Kinesia ProView Launches to Visualize Parkinson's Symptom Response to Deep Brain Stimulation Programming
VALLEY VIEW, Ohio, May 15, 2013 /PRNewswire/ -- Great Lakes NeuroTechnologies announced today the product launch of Kinesia ProView™ [ http://www.glneurotech.com/kinesia/proview/index.php ] to visualize motor symptom severity response during programming of deep brain stimulation (DBS) for Parkinson's disease. Kinesia ProView provides a standardized platform to quantitatively assess how symptoms such as tremor, bradykinesia, and dyskinesias change in response to specific DBS settings during outpatient programming procedures. Developed in collaboration with clinical studies at the Cleveland Clinic and University of Minnesota, the system is FDA cleared to market in the United States, is CE Marked, and has Health Canada and Australian TGA approval for distribution in international markets. The system integrates a secure, HIPAA compliant web application and a broadband enabled tablet interface with wireless patient sensors. Deep brain stimulation represents a growing therapy for movement disorders such as Parkinson's disease as current estimates indicate a $500 million global market with projections to over $1 billion by 2020.
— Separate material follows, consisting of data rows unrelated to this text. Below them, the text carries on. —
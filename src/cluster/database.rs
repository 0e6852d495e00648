//! Database manager of a cluster.
//!
//! Creating, checking and listing go to any reachable member; deletion goes
//! to the primary replica of the database.

use super::client::ClusterClient;
use super::replica::DatabaseReplicas;
use crate::connection::Client;
use crate::error::{Result, TypeDBError};

#[derive(Debug, Clone)]
pub struct ClusterDatabaseManager {
    cluster: ClusterClient,
}

impl ClusterDatabaseManager {
    pub(crate) fn new(cluster: ClusterClient) -> Self {
        Self { cluster }
    }

    pub async fn create(&self, name: &str) -> Result<()> {
        self.cluster
            .run_any_member(|client: Client| {
                let name = name.to_string();
                async move { client.databases().create(name).await }
            })
            .await
    }

    pub async fn contains(&self, name: &str) -> Result<bool> {
        self.cluster
            .run_any_member(|client: Client| {
                let name = name.to_string();
                async move { client.databases().contains(name).await }
            })
            .await
    }

    pub async fn all(&self) -> Result<Vec<String>> {
        self.cluster
            .run_any_member(|client: Client| async move { client.databases().all().await })
            .await
    }

    pub async fn delete(&self, name: &str) -> Result<()> {
        self.cluster
            .run_primary_replica(name, |client: Client, _| {
                let name = name.to_string();
                async move { client.databases().delete(name).await }
            })
            .await
    }

    /// An existing database with its current replica set.
    pub async fn get(&self, name: &str) -> Result<ClusterDatabase> {
        if !self.contains(name).await? {
            return Err(TypeDBError::DatabaseNotFound(name.to_string()));
        }
        let replicas = self.cluster.fetch_replicas(name).await?;
        Ok(ClusterDatabase { replicas })
    }
}

/// A database of a cluster and where its replicas live.
#[derive(Debug, Clone)]
pub struct ClusterDatabase {
    replicas: DatabaseReplicas,
}

impl ClusterDatabase {
    pub fn name(&self) -> &str {
        self.replicas.name()
    }

    pub fn replicas(&self) -> &DatabaseReplicas {
        &self.replicas
    }
}
//! # typedb-client
//!
//! Async Rust client for TypeDB servers and clusters.
//!
//! ## Architecture
//!
//! - **Unary calls**: database management, sessions, cluster discovery
//! - **Transaction streams**: one duplex call per transaction carrying every
//!   query, concept and logic request of that transaction, batched on the way
//!   out and routed back to each caller by request id
//!
//! ## Example
//!
//! ```ignore
//! use futures_util::TryStreamExt;
//! use typedb_client::{Client, Options, SessionType, TransactionType};
//!
//! #[tokio::main]
//! async fn main() -> typedb_client::Result<()> {
//!     let client = Client::connect("127.0.0.1:1729").await?;
//!     let session = client.session("social", SessionType::Data, Options::new()).await?;
//!     let transaction = session.transaction(TransactionType::Read, Options::new()).await?;
//!
//!     let people: Vec<_> = transaction
//!         .query()
//!         .match_("match $p isa person;")?
//!         .try_collect()
//!         .await?;
//!     println!("{} people", people.len());
//!     Ok(())
//! }
//! ```

pub mod answer;
pub mod cluster;
pub mod codec;
pub mod concept;
pub mod connection;
pub mod error;
pub mod manager;
pub mod protocol;
pub mod stream;
pub mod transport;

pub use answer::{ConceptMap, ConceptMapGroup, Numeric, NumericGroup, Rule};
pub use cluster::{ClusterClient, ClusterConfig, ClusterSession};
pub use concept::{Concept, Iid, Label, Value, ValueType};
pub use connection::{Client, ClientBuilder, Database, DatabaseManager, Options, Session, Transaction};
pub use error::{Result, TypeDBError};
pub use protocol::{SessionType, TransactionType};
pub use stream::{RequestTransmitter, TransmitterConfig};
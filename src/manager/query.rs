//! Query manager.
//!
//! Schema writes and `delete` are single calls; every query that yields
//! answers is a streamed call whose parts are flattened into a
//! [`BoxStream`] of answers.

use futures_util::stream::BoxStream;

use crate::answer::{ConceptMap, ConceptMapGroup, Numeric, NumericGroup};
use crate::connection::Options;
use crate::error::{Result, TypeDBError};
use crate::protocol::{PartPayload, QueryPart, QueryRequest, QueryResponse, RequestPayload, ResponsePayload};
use crate::stream::BidiStream;

/// Query operations of one transaction.
#[derive(Debug, Clone)]
pub struct QueryManager<'a> {
    stream: &'a BidiStream,
    options: Options,
}

impl<'a> QueryManager<'a> {
    pub(crate) fn new(stream: &'a BidiStream) -> Self {
        Self {
            stream,
            options: Options::default(),
        }
    }

    /// Send `options` with every query issued through this manager.
    pub fn with_options(mut self, options: Options) -> Self {
        self.options = options;
        self
    }

    fn payload(&self, query: QueryRequest) -> RequestPayload {
        RequestPayload::Query {
            query,
            options: self.options.clone(),
        }
    }

    async fn single(&self, query: QueryRequest) -> Result<QueryResponse> {
        match self.stream.single(self.payload(query), true)?.get().await? {
            ResponsePayload::Query(response) => Ok(response),
            other => Err(TypeDBError::unexpected_response("query", other)),
        }
    }

    pub async fn define(&self, query: &str) -> Result<()> {
        match self.single(QueryRequest::Define(query.to_string())).await? {
            QueryResponse::Defined => Ok(()),
            other => Err(TypeDBError::unexpected_response("define", other)),
        }
    }

    pub async fn undefine(&self, query: &str) -> Result<()> {
        match self.single(QueryRequest::Undefine(query.to_string())).await? {
            QueryResponse::Undefined => Ok(()),
            other => Err(TypeDBError::unexpected_response("undefine", other)),
        }
    }

    pub async fn delete(&self, query: &str) -> Result<()> {
        match self.single(QueryRequest::Delete(query.to_string())).await? {
            QueryResponse::Deleted => Ok(()),
            other => Err(TypeDBError::unexpected_response("delete", other)),
        }
    }

    pub async fn match_aggregate(&self, query: &str) -> Result<Numeric> {
        match self.single(QueryRequest::MatchAggregate(query.to_string())).await? {
            QueryResponse::MatchAggregate(numeric) => Ok(numeric),
            other => Err(TypeDBError::unexpected_response("match aggregate", other)),
        }
    }

    pub fn match_(&self, query: &str) -> Result<BoxStream<'static, Result<ConceptMap>>> {
        let parts = self
            .stream
            .stream(self.payload(QueryRequest::Match(query.to_string())))?;
        Ok(parts.items(|part| match part {
            PartPayload::Query(QueryPart::Match(answers)) => Ok(answers),
            other => Err(TypeDBError::unexpected_response("match", other)),
        }))
    }

    pub fn insert(&self, query: &str) -> Result<BoxStream<'static, Result<ConceptMap>>> {
        let parts = self
            .stream
            .stream(self.payload(QueryRequest::Insert(query.to_string())))?;
        Ok(parts.items(|part| match part {
            PartPayload::Query(QueryPart::Insert(answers)) => Ok(answers),
            other => Err(TypeDBError::unexpected_response("insert", other)),
        }))
    }

    pub fn update(&self, query: &str) -> Result<BoxStream<'static, Result<ConceptMap>>> {
        let parts = self
            .stream
            .stream(self.payload(QueryRequest::Update(query.to_string())))?;
        Ok(parts.items(|part| match part {
            PartPayload::Query(QueryPart::Update(answers)) => Ok(answers),
            other => Err(TypeDBError::unexpected_response("update", other)),
        }))
    }

    pub fn match_group(&self, query: &str) -> Result<BoxStream<'static, Result<ConceptMapGroup>>> {
        let parts = self
            .stream
            .stream(self.payload(QueryRequest::MatchGroup(query.to_string())))?;
        Ok(parts.items(|part| match part {
            PartPayload::Query(QueryPart::MatchGroup(groups)) => Ok(groups),
            other => Err(TypeDBError::unexpected_response("match group", other)),
        }))
    }

    pub fn match_group_aggregate(
        &self,
        query: &str,
    ) -> Result<BoxStream<'static, Result<NumericGroup>>> {
        let parts = self
            .stream
            .stream(self.payload(QueryRequest::MatchGroupAggregate(query.to_string())))?;
        Ok(parts.items(|part| match part {
            PartPayload::Query(QueryPart::MatchGroupAggregate(groups)) => Ok(groups),
            other => Err(TypeDBError::unexpected_response("match group aggregate", other)),
        }))
    }
}
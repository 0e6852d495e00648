//! Error types for typedb-client.
//!
//! [`TypeDBError`] is `Clone`: one transport failure is delivered to every
//! caller blocked on the same transaction stream, so the error has to be
//! copied into each of their queues.

use std::sync::Arc;

use thiserror::Error;

use crate::protocol::{RequestId, ServerError, ServerErrorCode};

/// Main error type for all client operations.
#[derive(Debug, Clone, Error)]
pub enum TypeDBError {
    /// I/O error on the underlying connection.
    #[error("I/O error: {0}")]
    Io(Arc<std::io::Error>),

    /// MsgPack serialization error.
    #[error("MsgPack encode error: {0}")]
    Encode(String),

    /// MsgPack deserialization error (malformed or unrecognised message).
    #[error("MsgPack decode error: {0}")]
    Decode(String),

    /// Protocol error (invalid frame, unexpected message shape, etc.).
    #[error("Protocol error: {0}")]
    Protocol(String),

    /// A response arrived for a request id with no pending caller.
    #[error("Protocol error: received a response for unknown request {0}")]
    UnknownRequestId(RequestId),

    /// The client has been closed.
    #[error("The client has been closed and no further operation is allowed")]
    ClientClosed,

    /// The session has been closed.
    #[error("The session has been closed and no further operation is allowed")]
    SessionClosed,

    /// The transaction stream has been closed.
    #[error("The transaction has been closed and no further operation is allowed")]
    TransactionClosed,

    /// The server could not be reached.
    #[error("Unable to connect to TypeDB server at {address}")]
    Unreachable {
        /// Address that refused or dropped the connection.
        address: String,
    },

    /// The server rejected the request.
    #[error("Server error: {message}")]
    Server {
        /// Message reported by the server.
        message: String,
    },

    /// The contacted replica is not the primary replica for the database.
    #[error("The replica is not the primary replica")]
    NotPrimary,

    /// Retries against the cluster were exhausted.
    #[error("Unable to connect to TypeDB Cluster: no replica could serve the request")]
    ClusterUnavailable,

    /// The database does not exist.
    #[error("The database '{0}' does not exist")]
    DatabaseNotFound(String),

    /// A concept was accessed as a kind it is not.
    #[error("Invalid concept conversion from {from} to {to}")]
    InvalidConceptCast {
        /// Kind of the concept.
        from: &'static str,
        /// Requested kind.
        to: &'static str,
    },
}

impl TypeDBError {
    /// Whether this error is a cluster redirection signal that a failover
    /// wrapper should retry on another replica.
    pub fn is_replica_failure(&self) -> bool {
        matches!(self, Self::NotPrimary | Self::Unreachable { .. })
    }

    /// A reply of the wrong shape for the request that was sent.
    pub(crate) fn unexpected_response(expected: &str, received: impl std::fmt::Debug) -> Self {
        Self::Protocol(format!(
            "Expected {} response, received {:?}",
            expected, received
        ))
    }
}

impl From<std::io::Error> for TypeDBError {
    fn from(error: std::io::Error) -> Self {
        Self::Io(Arc::new(error))
    }
}

impl From<rmp_serde::encode::Error> for TypeDBError {
    fn from(error: rmp_serde::encode::Error) -> Self {
        Self::Encode(error.to_string())
    }
}

impl From<rmp_serde::decode::Error> for TypeDBError {
    fn from(error: rmp_serde::decode::Error) -> Self {
        Self::Decode(error.to_string())
    }
}

impl From<ServerError> for TypeDBError {
    fn from(error: ServerError) -> Self {
        match error.code {
            ServerErrorCode::NotPrimary => Self::NotPrimary,
            ServerErrorCode::DatabaseNotFound => Self::DatabaseNotFound(error.message),
            ServerErrorCode::SessionNotFound => Self::SessionClosed,
            ServerErrorCode::Internal => Self::Server {
                message: error.message,
            },
        }
    }
}

/// Result type alias using TypeDBError.
pub type Result<T> = std::result::Result<T, TypeDBError>;
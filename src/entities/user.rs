use sea_orm::entity::prelude::*;

#[derive(Clone, Debug, PartialEq, DeriveEntityModel)]
#[sea_orm(table_name = "users")]
pub struct Model {
    #[sea_orm(primary_key)]
    pub id: i32,
    #[sea_orm(unique)]
    pub name: String,
    pub profile_pic_url: Option<String>,
}

#[derive(Copy, Clone, Debug, EnumIter, DeriveRelation)]
pub enum Relation {
    #[sea_orm(has_many = "super::user_movie::Entity")]
    UserMovie,
}

impl Related<super::user_movie::Entity> for Entity {
    fn to() -> RelationDef {
        Relation::UserMovie.def()
    }
}

impl ActiveModelBehavior for ActiveModel {}
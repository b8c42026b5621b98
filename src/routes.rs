use std::sync::Arc;

use axum::{
    Json,
    extract::{Path, State},
    http::StatusCode,
    response::{IntoResponse, Response},
};
use serde_json::json;

use crate::{
    AppState, enrich,
    error::{AppError, AppResult},
    models::{FavoriteMovie, MovieRefs, NewUser, UserResponse},
};

pub async fn message() -> Json<serde_json::Value> {
    Json(json!({ "message": "Hello, world!" }))
}

pub async fn greet(Path(name): Path<String>) -> Json<serde_json::Value> {
    Json(json!({ "message": format!("Hello, {name}!") }))
}

pub async fn list_users(State(state): State<Arc<AppState>>) -> AppResult<Json<Vec<UserResponse>>> {
    let users = state.store.get_all_users().await?;
    Ok(Json(users.into_iter().map(UserResponse::from).collect()))
}

pub async fn create_user(
    State(state): State<Arc<AppState>>,
    Json(req): Json<NewUser>,
) -> AppResult<(StatusCode, Json<UserResponse>)> {
    let name = req.name.trim();
    if name.is_empty() {
        return Err(AppError::Validation("name is required".to_string()));
    }

    let user = state.store.add_user(name, req.profile_pic_url).await?;
    Ok((StatusCode::CREATED, Json(user.into())))
}

pub async fn delete_user(
    State(state): State<Arc<AppState>>,
    Path(user_id): Path<i32>,
) -> AppResult<StatusCode> {
    if state.store.delete_user(user_id).await? {
        Ok(StatusCode::NO_CONTENT)
    } else {
        Err(AppError::NotFound("User not found".to_string()))
    }
}

pub async fn user_movies(
    State(state): State<Arc<AppState>>,
    Path(user_id): Path<i32>,
) -> AppResult<Json<Vec<FavoriteMovie>>> {
    if state.store.get_user(user_id).await?.is_none() {
        return Err(AppError::NotFound("User not found".to_string()));
    }

    let favorites = state.store.get_user_movies(user_id).await?;
    Ok(Json(favorites.into_iter().map(|(m, link)| FavoriteMovie::from_parts(m, link)).collect()))
}

pub async fn add_favorites(
    State(state): State<Arc<AppState>>,
    Path(user_id): Path<i32>,
    Json(refs): Json<MovieRefs>,
) -> AppResult<Response> {
    if state.store.get_user(user_id).await?.is_none() {
        return Err(AppError::NotFound("User not found".to_string()));
    }

    let items = refs.into_vec();
    if items.is_empty() {
        return Err(AppError::Validation("request body required".to_string()));
    }

    if state.config.omdb_api_key.trim().is_empty() {
        return Err(AppError::Config("OMDB API key not configured".to_string()));
    }

    let report = enrich::add_movies_for_user(&state.store, &state.omdb, user_id, items).await;
    let status = if report.errors.is_empty() { StatusCode::OK } else { StatusCode::MULTI_STATUS };
    Ok((status, Json(report)).into_response())
}

pub async fn remove_favorites(
    State(state): State<Arc<AppState>>,
    Path(user_id): Path<i32>,
    Json(refs): Json<MovieRefs>,
) -> AppResult<Response> {
    if state.store.get_user(user_id).await?.is_none() {
        return Err(AppError::NotFound("User not found".to_string()));
    }

    let items = refs.into_vec();
    if items.is_empty() {
        return Err(AppError::Validation("request body required".to_string()));
    }

    let report = enrich::remove_movies_for_user(&state.store, user_id, items).await;
    let status = if report.errors.is_empty() { StatusCode::OK } else { StatusCode::MULTI_STATUS };
    Ok((status, Json(report)).into_response())
}
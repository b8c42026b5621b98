use serde::Deserialize;

use crate::error::AppError;

pub struct OmdbClient {
    client: reqwest::Client,
    api_key: String,
    base_url: String,
}

/// Detail record with the OMDb quirks already normalised: "N/A" sentinels
/// dropped, year ranges collapsed to the start year, genres split out.
#[derive(Clone, Debug)]
pub struct MovieDetail {
    pub imdb_id: String,
    pub title: String,
    pub director: Option<String>,
    pub year: Option<i32>,
    pub plot_short: Option<String>,
    pub imdb_rating: Option<String>,
    pub poster_url: Option<String>,
    pub genres: Vec<String>,
}

impl OmdbClient {
    pub fn new(client: reqwest::Client, api_key: String, base_url: String) -> Self {
        if api_key.trim().is_empty() {
            tracing::warn!("no OMDB_API_KEY provided - metadata lookups will be rejected");
        }
        Self { client, api_key, base_url }
    }

    /// Search by title and return the first match's IMDb id. Ambiguous
    /// titles deliberately take the first result.
    pub async fn search(&self, title: &str) -> Result<String, AppError> {
        let resp: SearchResponse = self
            .client
            .get(&self.base_url)
            .query(&[("s", title), ("apikey", self.api_key.as_str()), ("type", "movie")])
            .send()
            .await?
            .error_for_status()?
            .json()
            .await?;

        if resp.response != "True" {
            return Err(AppError::NotFound(
                resp.error.unwrap_or_else(|| format!("no results for '{title}'")),
            ));
        }

        resp.results
            .into_iter()
            .next()
            .map(|hit| hit.imdb_id)
            .ok_or_else(|| AppError::NotFound(format!("no results for '{title}'")))
    }

    pub async fn detail(&self, imdb_id: &str) -> Result<MovieDetail, AppError> {
        let resp: DetailResponse = self
            .client
            .get(&self.base_url)
            .query(&[("i", imdb_id), ("apikey", self.api_key.as_str()), ("plot", "short")])
            .send()
            .await?
            .error_for_status()?
            .json()
            .await?;

        if resp.response != "True" {
            return Err(AppError::NotFound(
                resp.error.unwrap_or_else(|| format!("no record for '{imdb_id}'")),
            ));
        }

        let title = clean(resp.title)
            .ok_or_else(|| AppError::Upstream(format!("detail for '{imdb_id}' is missing a title")))?;

        Ok(MovieDetail {
            imdb_id: clean(resp.imdb_id).unwrap_or_else(|| imdb_id.to_string()),
            title,
            director: clean(resp.director),
            year: clean(resp.year).and_then(|y| parse_year(&y)),
            plot_short: clean(resp.plot),
            imdb_rating: clean(resp.imdb_rating),
            poster_url: clean(resp.poster),
            genres: clean(resp.genre)
                .map(|g| {
                    g.split(',')
                        .map(|s| s.trim().to_string())
                        .filter(|s| !s.is_empty())
                        .collect()
                })
                .unwrap_or_default(),
        })
    }
}

/// OMDb reports a release year either as "2001" or as a range like
/// "2001-2003"; the start year is the one that matters.
fn parse_year(raw: &str) -> Option<i32> {
    raw.split('-').next().unwrap_or(raw).trim().parse().ok()
}

fn clean(value: Option<String>) -> Option<String> {
    value.and_then(|s| {
        let s = s.trim();
        (!s.is_empty() && s != "N/A").then(|| s.to_string())
    })
}

#[derive(Debug, Deserialize)]
struct SearchResponse {
    #[serde(rename = "Response")]
    response: String,
    #[serde(rename = "Error")]
    error: Option<String>,
    #[serde(rename = "Search", default)]
    results: Vec<SearchHit>,
}

#[derive(Debug, Deserialize)]
struct SearchHit {
    #[serde(rename = "imdbID")]
    imdb_id: String,
}

#[derive(Debug, Deserialize)]
struct DetailResponse {
    #[serde(rename = "Response")]
    response: String,
    #[serde(rename = "Error")]
    error: Option<String>,
    #[serde(rename = "imdbID")]
    imdb_id: Option<String>,
    #[serde(rename = "Title")]
    title: Option<String>,
    #[serde(rename = "Director")]
    director: Option<String>,
    #[serde(rename = "Year")]
    year: Option<String>,
    #[serde(rename = "Plot")]
    plot: Option<String>,
    #[serde(rename = "imdbRating")]
    imdb_rating: Option<String>,
    #[serde(rename = "Poster")]
    poster: Option<String>,
    #[serde(rename = "Genre")]
    genre: Option<String>,
}
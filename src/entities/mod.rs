pub mod genre;
pub mod movie;
pub mod movie_genre;
pub mod user;
pub mod user_movie;
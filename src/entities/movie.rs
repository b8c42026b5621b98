use sea_orm::entity::prelude::*;

#[derive(Clone, Debug, PartialEq, DeriveEntityModel)]
#[sea_orm(table_name = "movies")]
pub struct Model {
    #[sea_orm(primary_key)]
    pub id: i32,
    pub title: String,
    pub director: Option<String>,
    pub year: Option<i32>,
    #[sea_orm(unique)]
    pub omdb_id: Option<String>,
    #[sea_orm(column_type = "Text", nullable)]
    pub plot_short: Option<String>,
    pub imdb_rating: Option<String>,
    pub poster_url: Option<String>,
}

#[derive(Copy, Clone, Debug, EnumIter, DeriveRelation)]
pub enum Relation {
    #[sea_orm(has_many = "super::user_movie::Entity")]
    UserMovie,
    #[sea_orm(has_many = "super::movie_genre::Entity")]
    MovieGenre,
}

impl Related<super::user_movie::Entity> for Entity {
    fn to() -> RelationDef {
        Relation::UserMovie.def()
    }
}

impl Related<super::genre::Entity> for Entity {
    fn to() -> RelationDef {
        super::movie_genre::Relation::Genre.def()
    }

    fn via() -> Option<RelationDef> {
        Some(super::movie_genre::Relation::Movie.def().rev())
    }
}

impl ActiveModelBehavior for ActiveModel {}
use sea_orm_migration::{prelude::*, schema::*};

#[derive(DeriveMigrationName)]
pub struct Migration;

#[async_trait::async_trait]
impl MigrationTrait for Migration {
    async fn up(&self, manager: &SchemaManager) -> Result<(), DbErr> {
        manager
            .create_table(
                Table::create()
                    .table(Users::Table)
                    .if_not_exists()
                    .col(pk_auto(Users::Id))
                    .col(string_uniq(Users::Name))
                    .col(string_null(Users::ProfilePicUrl))
                    .to_owned(),
            )
            .await?;

        manager
            .create_table(
                Table::create()
                    .table(Movies::Table)
                    .if_not_exists()
                    .col(pk_auto(Movies::Id))
                    .col(string(Movies::Title))
                    .col(string_null(Movies::Director))
                    .col(integer_null(Movies::Year))
                    .col(string_null(Movies::OmdbId).unique_key())
                    .col(text_null(Movies::PlotShort))
                    .col(string_null(Movies::ImdbRating))
                    .col(string_null(Movies::PosterUrl))
                    .to_owned(),
            )
            .await?;

        manager
            .create_index(
                Index::create()
                    .name("idx_movies_title_year")
                    .table(Movies::Table)
                    .col(Movies::Title)
                    .col(Movies::Year)
                    .to_owned(),
            )
            .await?;

        manager
            .create_table(
                Table::create()
                    .table(Genres::Table)
                    .if_not_exists()
                    .col(pk_auto(Genres::Id))
                    .col(string_uniq(Genres::Name))
                    .to_owned(),
            )
            .await?;

        manager
            .create_table(
                Table::create()
                    .table(UserMovies::Table)
                    .if_not_exists()
                    .col(integer(UserMovies::UserId))
                    .col(integer(UserMovies::MovieId))
                    .col(double_null(UserMovies::Rating))
                    .col(boolean(UserMovies::Watched).default(false))
                    .col(big_integer(UserMovies::AddedOn))
                    .primary_key(
                        Index::create().col(UserMovies::UserId).col(UserMovies::MovieId),
                    )
                    .foreign_key(
                        ForeignKey::create()
                            .name("fk_user_movies_user")
                            .from(UserMovies::Table, UserMovies::UserId)
                            .to(Users::Table, Users::Id)
                            .on_delete(ForeignKeyAction::Cascade),
                    )
                    .foreign_key(
                        ForeignKey::create()
                            .name("fk_user_movies_movie")
                            .from(UserMovies::Table, UserMovies::MovieId)
                            .to(Movies::Table, Movies::Id)
                            .on_delete(ForeignKeyAction::Cascade),
                    )
                    .to_owned(),
            )
            .await?;

        manager
            .create_index(
                Index::create()
                    .name("idx_user_movies_added_on")
                    .table(UserMovies::Table)
                    .col(UserMovies::UserId)
                    .col(UserMovies::AddedOn)
                    .to_owned(),
            )
            .await?;

        manager
            .create_table(
                Table::create()
                    .table(MovieGenre::Table)
                    .if_not_exists()
                    .col(integer(MovieGenre::MovieId))
                    .col(integer(MovieGenre::GenreId))
                    .primary_key(
                        Index::create().col(MovieGenre::MovieId).col(MovieGenre::GenreId),
                    )
                    .foreign_key(
                        ForeignKey::create()
                            .name("fk_movie_genre_movie")
                            .from(MovieGenre::Table, MovieGenre::MovieId)
                            .to(Movies::Table, Movies::Id)
                            .on_delete(ForeignKeyAction::Cascade),
                    )
                    .foreign_key(
                        ForeignKey::create()
                            .name("fk_movie_genre_genre")
                            .from(MovieGenre::Table, MovieGenre::GenreId)
                            .to(Genres::Table, Genres::Id)
                            .on_delete(ForeignKeyAction::Cascade),
                    )
                    .to_owned(),
            )
            .await?;

        Ok(())
    }

    async fn down(&self, manager: &SchemaManager) -> Result<(), DbErr> {
        manager.drop_table(Table::drop().table(MovieGenre::Table).to_owned()).await?;
        manager.drop_table(Table::drop().table(UserMovies::Table).to_owned()).await?;
        manager.drop_table(Table::drop().table(Genres::Table).to_owned()).await?;
        manager.drop_table(Table::drop().table(Movies::Table).to_owned()).await?;
        manager.drop_table(Table::drop().table(Users::Table).to_owned()).await?;
        Ok(())
    }
}

#[derive(DeriveIden)]
enum Users {
    Table,
    Id,
    Name,
    ProfilePicUrl,
}

#[derive(DeriveIden)]
enum Movies {
    Table,
    Id,
    Title,
    Director,
    Year,
    OmdbId,
    PlotShort,
    ImdbRating,
    PosterUrl,
}

#[derive(DeriveIden)]
enum Genres {
    Table,
    Id,
    Name,
}

#[derive(DeriveIden)]
enum UserMovies {
    Table,
    UserId,
    MovieId,
    Rating,
    Watched,
    AddedOn,
}

#[derive(DeriveIden)]
enum MovieGenre {
    Table,
    MovieId,
    GenreId,
}
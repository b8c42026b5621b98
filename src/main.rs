mod config;
mod db;
mod entities;
mod enrich;
mod error;
mod models;
mod omdb;
mod routes;
mod store;

use std::{sync::Arc, time::Duration};

use axum::{
    Router,
    routing::{delete, get, post},
};
use tower_http::{
    cors::{Any, CorsLayer},
    trace::TraceLayer,
};

use crate::{config::Config, omdb::OmdbClient, store::Store};

#[derive(Clone)]
pub struct AppState {
    pub config: Arc<Config>,
    pub store: Store,
    pub omdb: Arc<OmdbClient>,
}

#[tokio::main]
async fn main() -> anyhow::Result<()> {
    tracing_subscriber::fmt()
        .with_env_filter(
            std::env::var("RUST_LOG")
                .unwrap_or_else(|_| "info,cinelist=debug,sqlx=warn".to_string()),
        )
        .init();

    let config = Arc::new(Config::from_env()?);

    let http = reqwest::Client::builder()
        .user_agent("cinelist/0.1")
        .timeout(Duration::from_secs(30))
        .build()?;

    let db = db::connect_and_migrate(&config.database_url).await?;
    let store = Store::new(db);

    let omdb = OmdbClient::new(http, config.omdb_api_key.clone(), config.omdb_base_url.clone());

    let state = Arc::new(AppState { config: config.clone(), store, omdb: Arc::new(omdb) });

    let app = Router::new()
        .route("/api/message", get(routes::message))
        .route("/api/greet/{name}", get(routes::greet))
        .route("/api/users", get(routes::list_users).post(routes::create_user))
        .route("/api/users/{user_id}", delete(routes::delete_user))
        .route("/api/users/{user_id}/movies", get(routes::user_movies))
        .route("/api/users/{user_id}/add-movies", post(routes::add_favorites))
        .route("/api/users/{user_id}/remove-movies", post(routes::remove_favorites))
        .with_state(state)
        .layer(CorsLayer::new().allow_origin(Any).allow_headers(Any))
        .layer(TraceLayer::new_for_http());

    let listener = tokio::net::TcpListener::bind(config.addr).await?;
    tracing::info!(addr = %config.addr, "listening");
    axum::serve(listener, app).await?;

    Ok(())
}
"Parkinson's disease is an incredibly complex and challenging disease for both patients and physicians," said Joseph P. Giuffrida, PhD, President and Principal Investigator at Great Lakes NeuroTechnologies. "Patients may encounter a wide variety of constantly changing symptoms while clinicians have the challenge of matching patient characteristics to an increasingly complex array of treatment options and settings. The Kinesia product suite was developed to improve disease management of Parkinson's through quantitative assessment and telemedicine with targeted clinical applications. Kinesia ProView builds on that momentum for the application of DBS programming."
DBS involves implanting an electrode in a specific area of the brain, and then adjusting stimulation settings to a level that alleviates symptoms without causing side effects. While the therapy has been shown to be effective for treating Parkinson's motor symptoms, there can be disparity in outcomes among implanted patients due to varied postoperative management, particularly concerning DBS programming optimization. Variability in patient outcomes may be due to programmer training and experience and the time required to determine an optimal set of DBS parameters. Programmers can adjust several settings including the contact, polarity, frequency, pulse width, and amplitude of stimulation. This creates a tremendous amount of possible combinations that must be evaluated over multiple types of motor symptoms in a limited time during an office visit. Kinesia ProView quantitatively assesses motor symptoms in response to stimulation settings and provides tools to quickly visualize the programming space. During a programming assessment, the patient wears a wireless sensor to assess motor symptoms such as tremor, bradykinesia, and dyskinesia at each DBS setting. A tablet PC application creates color-coded tuning maps as the programming session progresses, which display specific symptom severities as a function of stimulation settings. These tuning maps allow physicians to visually assess the programming parameter space and optimize the final settings for specific symptoms and battery consumption. Once the programming session is complete, patient data and tuning maps are transmitted via broadband connectivity to a cloud-based server for storage, reporting, and trending using the Kinesia web application.
For the last decade, Great Lakes NeuroTechnologies has been the worldwide leader in developing quantitative assessment tools and telemedicine technology for Parkinson's disease. Fueled by strong funding support from the National Institutes of Health (NIH) in the United States, including the National Institute of Neurological Disorders and Stroke and the National Institute on Aging, the Kinesia technology suite has been commercialized and clinically validated in numerous studies and with hundreds of patients. Great Lakes NeuroTechnologies will be showcasing the technology at the Movement Disorder Society Congress in Sydney, Australia in June 2013.
Great Lakes NeuroTechnologies thanks the NIH for their support of this development (3R44AG033520-02).
About Great Lakes NeuroTechnologies
Great Lakes NeuroTechnologies [ http://www.glneurotech.com ] is committed to pioneering innovative biomedical technologies to serve research, education, and medical communities, improving access to medical technology for diverse populations, and positively impacting quality of life for people around the world.